Challenge for Justine Elliot if Slater and Gordon get onto it
Now SCV, whose shares are trading at one cent and which appears to have cash holdings of just $270,000, is looking for a way out and the way out is to raise management fees – in the case of one investor’s investment at Caboolture, from $90 per week to $170 per week – or walk away from the schemes, the investors and the residents.
Village Life, now Sunnycove, scheme investors have assembled themselves at an online discussion forum and this week need to decide on whether to accept a 70% hike in fees or the possible closure of the retirement homes, and their investments.
“Call me cynical but I just think the money that they want to get from us will just go straight to Sunnycove to prop them up. I don’t really think they’ll fix the problems at the villages at all,” expresses one disgruntled investor. Others believe that the extra money may just keep the business on life support but not turn-around what is a fundamentally low-margin and high-risk business model.
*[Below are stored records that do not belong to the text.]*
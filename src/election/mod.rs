//! Leader election over the registry's atomic create-if-absent.
//!
//! The leadership token is the ephemeral node `leader/election/instance`
//! holding the leader's instance id. Whoever creates it leads; when the
//! leader's session ends the node vanishes and every available instance
//! contends again. At most one holder exists at any time because node
//! creation is atomic in the registry.

pub mod timer;

use std::sync::Arc;
use std::time::Duration;

use crate::config::CoordinatorConfig;
use crate::error::Result;
use crate::instance::ServerService;
use crate::registry::CreateMode;
use crate::runtime::JobRuntime;
use crate::storage::path::LEADER_ELECTION_INSTANCE;
use crate::storage::JobNodeStorage;

use timer::election_backoff;

#[derive(Debug, Clone)]
pub struct LeaderService {
    storage: JobNodeStorage,
    servers: Arc<ServerService>,
    runtime: Arc<JobRuntime>,
    config: CoordinatorConfig,
}

impl LeaderService {
    pub fn new(
        storage: JobNodeStorage,
        servers: Arc<ServerService>,
        runtime: Arc<JobRuntime>,
        config: CoordinatorConfig,
    ) -> Self {
        Self {
            storage,
            servers,
            runtime,
            config,
        }
    }

    /// Try to take the leadership token if nobody holds it.
    ///
    /// Idempotent. Instances on disabled or unavailable servers never
    /// contend. Returns whether this instance leads afterwards.
    pub async fn elect_if_needed(&self) -> Result<bool> {
        if self.runtime.is_shutdown() {
            return Ok(false);
        }
        if !self
            .servers
            .is_available_server(self.servers.local_ip())
            .await?
        {
            return self.is_leader().await;
        }

        let created = self
            .storage
            .create_job_node_if_absent(
                LEADER_ELECTION_INSTANCE,
                self.runtime.instance_id(),
                CreateMode::Ephemeral,
            )
            .await?;
        if created {
            tracing::info!(
                job = %self.runtime.job_name(),
                instance_id = %self.runtime.instance_id(),
                "Became leader"
            );
        }
        self.is_leader().await
    }

    /// Current holder of the leadership token.
    pub async fn leader_id(&self) -> Result<Option<String>> {
        self.storage
            .get_job_node_data(LEADER_ELECTION_INSTANCE)
            .await
    }

    pub async fn has_leader(&self) -> Result<bool> {
        self.storage
            .is_job_node_existed(LEADER_ELECTION_INSTANCE)
            .await
    }

    /// Whether this instance holds the token right now. Does not wait.
    pub async fn is_leader(&self) -> Result<bool> {
        if self.runtime.is_shutdown() {
            return Ok(false);
        }
        Ok(self.leader_id().await?.as_deref() == Some(self.runtime.instance_id()))
    }

    /// Whether this instance leads, first waiting for the election to settle.
    ///
    /// While no leader exists and some server is available, retries election
    /// with jittered backoff up to `election_max_attempts` times. Transient
    /// registry failures inside the loop are retried, not returned.
    pub async fn is_leader_until_block(&self) -> Result<bool> {
        let base_ms = self.config.election_retry_interval_ms;
        for attempt in 0..self.config.election_max_attempts {
            if self.runtime.is_shutdown() {
                return Ok(false);
            }
            match self.settled().await {
                Ok(true) => break,
                Ok(false) => {}
                Err(e) if e.is_transient() => {
                    tracing::debug!(job = %self.runtime.job_name(), attempt, error = %e, "Election check failed, retrying");
                }
                Err(e) => return Err(e),
            }
            tokio::time::sleep(election_backoff(base_ms, attempt)).await;
            if let Err(e) = self.elect_if_needed().await {
                tracing::debug!(job = %self.runtime.job_name(), attempt, error = %e, "Election attempt failed");
            }
        }
        self.is_leader().await
    }

    /// A leader is present, or nobody could become one.
    async fn settled(&self) -> Result<bool> {
        if self.has_leader().await? {
            return Ok(true);
        }
        Ok(!self.servers.has_available_servers().await?)
    }

    /// Poll until some instance holds the token or `timeout` elapses.
    pub async fn wait_for_leader(&self, timeout: Duration) -> Result<Option<String>> {
        let deadline = tokio::time::Instant::now() + timeout;
        loop {
            if let Some(leader) = self.leader_id().await? {
                return Ok(Some(leader));
            }
            if tokio::time::Instant::now() >= deadline || self.runtime.is_shutdown() {
                return Ok(None);
            }
            tokio::time::sleep(self.config.leader_poll_interval()).await;
        }
    }

    /// Give up leadership if this instance holds it.
    pub async fn remove_leader(&self) -> Result<bool> {
        let leader = self
            .storage
            .get_job_node_data(LEADER_ELECTION_INSTANCE)
            .await?;
        if leader.as_deref() != Some(self.runtime.instance_id()) {
            return Ok(false);
        }
        let removed = self
            .storage
            .remove_job_node_if_existed(LEADER_ELECTION_INSTANCE)
            .await?;
        if removed {
            tracing::info!(
                job = %self.runtime.job_name(),
                instance_id = %self.runtime.instance_id(),
                "Released leadership"
            );
        }
        Ok(removed)
    }
}
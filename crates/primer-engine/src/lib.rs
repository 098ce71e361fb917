//! Driver configuration and run sequencing for Primer.
//!
//! [`DriverConfig`] describes one run and validates it up front.
//! [`Driver`] executes the scenario against a run-scoped
//! [`HeapArena`](primer_arena::HeapArena) and returns a [`RunReport`]
//! holding every value it computed.

#![deny(missing_docs)]
#![deny(rustdoc::broken_intra_doc_links)]
#![forbid(unsafe_code)]

pub mod config;
pub mod driver;
pub mod sequence;

pub use config::{ConfigError, DriverConfig, Seed};
pub use driver::{Driver, DriverError, RunReport};
pub use sequence::GrowableSequence;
But if investor fees are not raised and SCV cancels its management agreement with the villages, then it is up to scheme unit holders to find new managers – a tall order for non-specialist retail investors.
Neither SCV managing director Andrea Slingsby or chairman Andrew Kemp were available for comment.
SCV is not the only operator to find the Village Life brand a tough business to operate. Unlike many other retirement village operators, seniors who live in Village Life accommodation rent rather than purchase their units. Accommodation tends to be cheaper than offerings from the more lifestyle-orientated developments (think Seinfeld’s Del Boca Vista Active Adult Community), and residents are more reliant on pensions or family members. Recessionary and inflationary pressures can mean the difference between life in a retirement home or a granny flat.
Diane Bates, an aged care activist and coordinator of not-for-profit advocacy organisation Daniel’s Shield, says that there are many cases proving that investing in nursing homes and retirement villages is both ethically dubious and financially flawed. “The model is unworkable from the ground up and it starts with the government. There is no policeman, they’re policemen in name only.” Ms Bates says that not only are profit margins tiny, but incompetent funding and regulation makes operations difficult even for not-for-profit groups.
“The providers are saying they’re not getting enough money from the government, but whether or not that’s the case, the policemen aren’t going in there doing their job. It’s all about ticking boxes and regulation is a paper façade.”
In March 2006, after Village Life shares fell to a low of nine cents from an all-time high of $2.88, Gold Coast property group MFS plus Babcock and Brown, through their interest in the Primelife retirement trust, moved in to purchase shares and trusts off the struggling company. Primelife, founded by controversial former bankrupt Ted Sent, is itself not without a chequered past.
Queensland tycoon Michael Gordon also got ready to move in on Village Life, having sold his Peppercorn child care business to Eddy Groves’ ABC Learning. Mr Gordon purchased retirement village company Sunnycove and a separate holding in Village Life via private vehicle Bydand.
Gordon has since departed Sunnycove, renamed SCV, but remains its largest shareholder. MFS and Babcock have themselves gone to the great sharemarket in the sky, but the mess at Village Life centres remains.
“They’ve stuffed it up so badly,” says one SCV investor. “Do I really want to trust them with more of my money?”
Voting over the future of SCV’s Village Life homes has begun. It is expected that investors, and residents, will know the outcome by the end of the month.